Afin de convaincre les acheteurs publics encore septiques, le guide contient une liste détaillée de différentes opérations qui comprenaient au moins une clause d’insertion et qui ont été des succès tant sur le plan de l’opération en elle-même que sur le tissu social local. Plusieurs de ces opérations ont « enclenché une dynamique de partenariat » entre les différents acteurs de la commande publique et ceux de l’insertion sociale. Cette dynamique se traduit par différents procédés.

Dans certaines régions, le succès d’une telle opération a entraîné une « contamination » d’insertion de clauses d’insertion sociale. Parfois, des chartes locales ou même départementales de promotion de l’emploi par la commande publique ont vu le jour. Dans d’autres cas, des acheteurs publics ont ciblé des marchés afin d’en faire « un support d’activité pour des marchés de service d’insertion et qualification relevant de l’article 30 et est attribué à une entreprise d’Insertion ».

Si l’utilisation de clauses d’insertion et de promotion sociale a un effet très positif sur le tissu social local, les acheteurs publics doivent cependant faire attention à ne pas abuser de cette solution. Ils risqueraient d’aboutir à une rupture de l’égalité dans le traitement des candidats et d’être sanctionné immédiatement par le juge, ce qui pourrait dissuader tous les acheteurs publics d’employer ces clauses.
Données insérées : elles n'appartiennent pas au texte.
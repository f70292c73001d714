/// Game-logic steps for one tick.
///
/// Every function here mutates a `GameState` in place and takes its
/// collaborators (controls, clock reading, RNG) as arguments, so a whole
/// session can be driven from a test with a seeded RNG and a fake clock.

use glam::Vec2;
use rand::Rng;
use tracing::info;

use crate::camera::Camera;
use crate::config::{GameConfig, KeyBindings};
use crate::entities::{Enemy, EnemyAction, GameState, GameStatus, PendingSpawn, Player};
use crate::error::{ConfigError, FireError};
use crate::input::{Controls, InputEvent, Key};

/// What the loop should do after a discrete input event.
#[derive(Clone, Copy, Debug, PartialEq, Eq)]
pub enum EventOutcome {
    Continue,
    Restart,
    Quit,
}

/// Summary of one call to `advance`.
#[derive(Clone, Debug, Default, PartialEq)]
pub struct TickReport {
    pub fired: bool,
    pub refusal: Option<FireError>,
    pub enemies_activated: usize,
    pub enemies_killed: usize,
    pub rams: usize,
    pub bullets_culled: usize,
}

// ── Constructors ─────────────────────────────────────────────────────────────

/// Build a fresh session: player at the configured start, every spawn point
/// holding a dormant enemy, camera at the origin.
pub fn init_state(config: &GameConfig) -> Result<GameState, ConfigError> {
    let dungeon = config.build_map()?;
    let player = Player::new(&config.player, &config.catalog());

    let mut enemies = Vec::with_capacity(config.spawns.len());
    let mut pending_spawns = Vec::with_capacity(config.spawns.len());
    for (id, spawn) in (0u32..).zip(&config.spawns) {
        enemies.push(Enemy::dormant(id, Vec2::new(spawn.x, spawn.y), &config.enemy));
        pending_spawns.push(PendingSpawn {
            enemy_id: id,
            at: spawn.delay,
        });
    }

    Ok(GameState {
        dungeon,
        player,
        enemies,
        bullets: Vec::new(),
        camera: Camera::new(config.camera_smoothing),
        pending_spawns,
        pointer: Vec2::ZERO,
        screen: Vec2::new(config.screen.width, config.screen.height),
        status: GameStatus::Playing,
        frame: 0,
    })
}

// ── Discrete input ───────────────────────────────────────────────────────────

pub fn handle_event(
    state: &mut GameState,
    event: InputEvent,
    keys: &KeyBindings,
    now: f64,
) -> EventOutcome {
    let key = match event {
        InputEvent::Quit => return EventOutcome::Quit,
        InputEvent::KeyDown(Key::Char(c)) => c.to_ascii_lowercase(),
        InputEvent::KeyDown(_) => return EventOutcome::Continue,
    };

    match state.status {
        GameStatus::GameOver if key == keys.restart => EventOutcome::Restart,
        GameStatus::GameOver => EventOutcome::Continue,
        GameStatus::Playing => {
            if key == keys.reload {
                state.player.reload(now);
            } else if key == keys.switch_weapon {
                state.player.switch_weapon();
            }
            EventOutcome::Continue
        }
    }
}

// ── Per-tick simulation ──────────────────────────────────────────────────────

/// Advance the simulation by one tick.
///
/// Order: reload timers, movement, firing, aim, spawn timer, enemies,
/// bullets, bullet hits, death check. Once the game is over only the pointer
/// is tracked.
pub fn advance(
    state: &mut GameState,
    controls: &Controls,
    now: f64,
    rng: &mut impl Rng,
) -> TickReport {
    let mut report = TickReport::default();
    state.pointer = controls.pointer;
    if state.status == GameStatus::GameOver {
        return report;
    }
    state.frame += 1;

    // ── 1. Player ────────────────────────────────────────────────────────────
    state.player.poll_weapons(now);
    state.player.move_within(controls, &state.dungeon);

    let aim = state.aim_target();
    if controls.fire {
        match state.player.fire(&mut state.bullets, aim, now, rng) {
            Ok(()) => report.fired = true,
            Err(refusal) => report.refusal = Some(refusal),
        }
    }
    state.player.update_aim(aim);

    // ── 2. Enemies ───────────────────────────────────────────────────────────
    report.enemies_activated = activate_due_spawns(state, now);

    let player = &mut state.player;
    let mut rams = 0;
    state.enemies.retain_mut(|enemy| {
        let rammed = enemy.update(player) == EnemyAction::Rammed;
        if rammed {
            rams += 1;
        }
        !rammed
    });
    report.rams = rams;

    // ── 3. Bullets ───────────────────────────────────────────────────────────
    let viewport = state.viewport();
    let before = state.bullets.len();
    state.bullets.retain_mut(|bullet| {
        bullet.update();
        !bullet.is_outside(&viewport)
    });
    report.bullets_culled = before - state.bullets.len();
    report.enemies_killed = resolve_bullet_hits(state);

    // ── 4. Status ────────────────────────────────────────────────────────────
    if state.player.is_dead() {
        state.status = GameStatus::GameOver;
        info!(frame = state.frame, "player died");
    }

    report
}

/// Wake every dormant enemy whose spawn time has passed. Returns how many
/// woke this tick.
pub fn activate_due_spawns(state: &mut GameState, now: f64) -> usize {
    let enemies = &mut state.enemies;
    let mut woken = 0;
    state.pending_spawns.retain(|spawn| {
        if spawn.at > now {
            return true;
        }
        if let Some(enemy) = enemies.iter_mut().find(|e| e.id == spawn.enemy_id) {
            enemy.activate();
            woken += 1;
            info!(enemy = enemy.id, "enemy spawned");
        }
        false
    });
    woken
}

/// Each bullet damages the first active enemy it overlaps and is used up.
/// Enemies brought to zero health are removed. Returns the kill count.
pub fn resolve_bullet_hits(state: &mut GameState) -> usize {
    let enemies = &mut state.enemies;
    state.bullets.retain(|bullet| {
        let bounds = bullet.bounds();
        let target = enemies
            .iter_mut()
            .find(|e| e.is_active() && !e.is_dead() && e.bounds().overlaps(&bounds));
        match target {
            Some(enemy) => {
                if enemy.take_damage(bullet.damage) {
                    info!(enemy = enemy.id, "enemy killed");
                }
                false
            }
            None => true,
        }
    });

    let before = enemies.len();
    enemies.retain(|e| !e.is_dead());
    before - enemies.len()
}

/// Ease the camera toward the player's center.
pub fn follow_camera(state: &mut GameState) {
    let world = state.world_size();
    let focus = state.player.center();
    state.camera.retarget(focus, state.screen, world);
}
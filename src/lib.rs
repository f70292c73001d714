pub mod camera;
pub mod compute;
pub mod config;
pub mod dungeon;
pub mod entities;
pub mod error;
pub mod game_loop;
pub mod input;
pub mod render;
pub mod weapon;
(1) l’AVE a été créée en 1993. Il s’agit d’un réseau constitué des « Maisons de l’Emploi et des PLIE, regroupant des communes de toutes tailles, des intercommunalités, des élus, sur le thème de l’emploi, de la lutte contre le chômage et l’exclusion ».
(2) Tribunal administratif de Bordeaux n°061563 du 5 décembre 2006 – Commune de Begles
(3) CE 25 juillet 2001 Commune de Gravelines, n° 229666.
(4) Les PLIE sont des services d’accompagnement à l’emploi. Ils ont pour objectif l’accueil et l’accompagnement personnalisé de longue durée des demandeurs d’emploi en difficulté d’insertion afin de les aider à trouver un emploi durable.